Students from the township and from all of Warren County are eligible to attend Ridge and Valley Charter School in Frelinghuysen Township (for grades K–8) or Warren County Technical School in Washington borough (for 9–12), with special education services provided by local districts supplemented throughout the county by the Warren County Special Services School District in Oxford Township (for PreK–12).

==Transportation==

===Roads and highways===
As of May 2010, the township had a total of 72.40 mi of roadways, of which 46.85 mi were maintained by the municipality, 16.79 mi by Warren County and 8.76 mi by the New Jersey Department of Transportation.

The only major roads that pass through are Route 31 which passes through briefly in the west and Route 57 runs for 7.9 mi in the southern part.

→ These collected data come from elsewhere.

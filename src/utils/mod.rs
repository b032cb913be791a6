use std::sync::Once;

static TRACING_INIT: Once = Once::new();

/// Initializes the global tracing subscriber with sensible defaults.
pub fn init_tracing() {
    TRACING_INIT.call_once(|| {
        use tracing_subscriber::{fmt, EnvFilter};

        let filter =
            EnvFilter::from_default_env().add_directive("boleta_core=info".parse().unwrap());

        fmt().with_env_filter(filter).init();
    });
}
use std::sync::Arc;
use std::time::Duration;

use anyhow::{Context, Result};
use reqwest::blocking::Client;
use reqwest::cookie::Jar;

const USER_AGENT: &str = concat!("baccarat_terminal/", env!("CARGO_PKG_VERSION"));

/// One client per server session. The server keeps the outcome history in a
/// cookie session, so every response's `Set-Cookie` lands in `jar` and is sent
/// back on the next request.
pub fn http_client(timeout: Duration, jar: Arc<Jar>) -> Result<Client> {
    Client::builder()
        .timeout(timeout)
        .user_agent(USER_AGENT)
        .cookie_provider(jar)
        .build()
        .context("failed to build http client")
}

No limited access roads traverse through. However, they are accessible two towns over such as Interstate 78 (in Franklin, Union, Clinton and Tewksbury townships) and Interstate 80 (in Knowlton, Hope, Allamuchy and Mount Olive townships).

===Public transportation===
A small general aviation airport, named Hackettstown Airport and holding the official database designation of is in Mansfield Township, only a few hundred yards from the municipal border with Hackettstown.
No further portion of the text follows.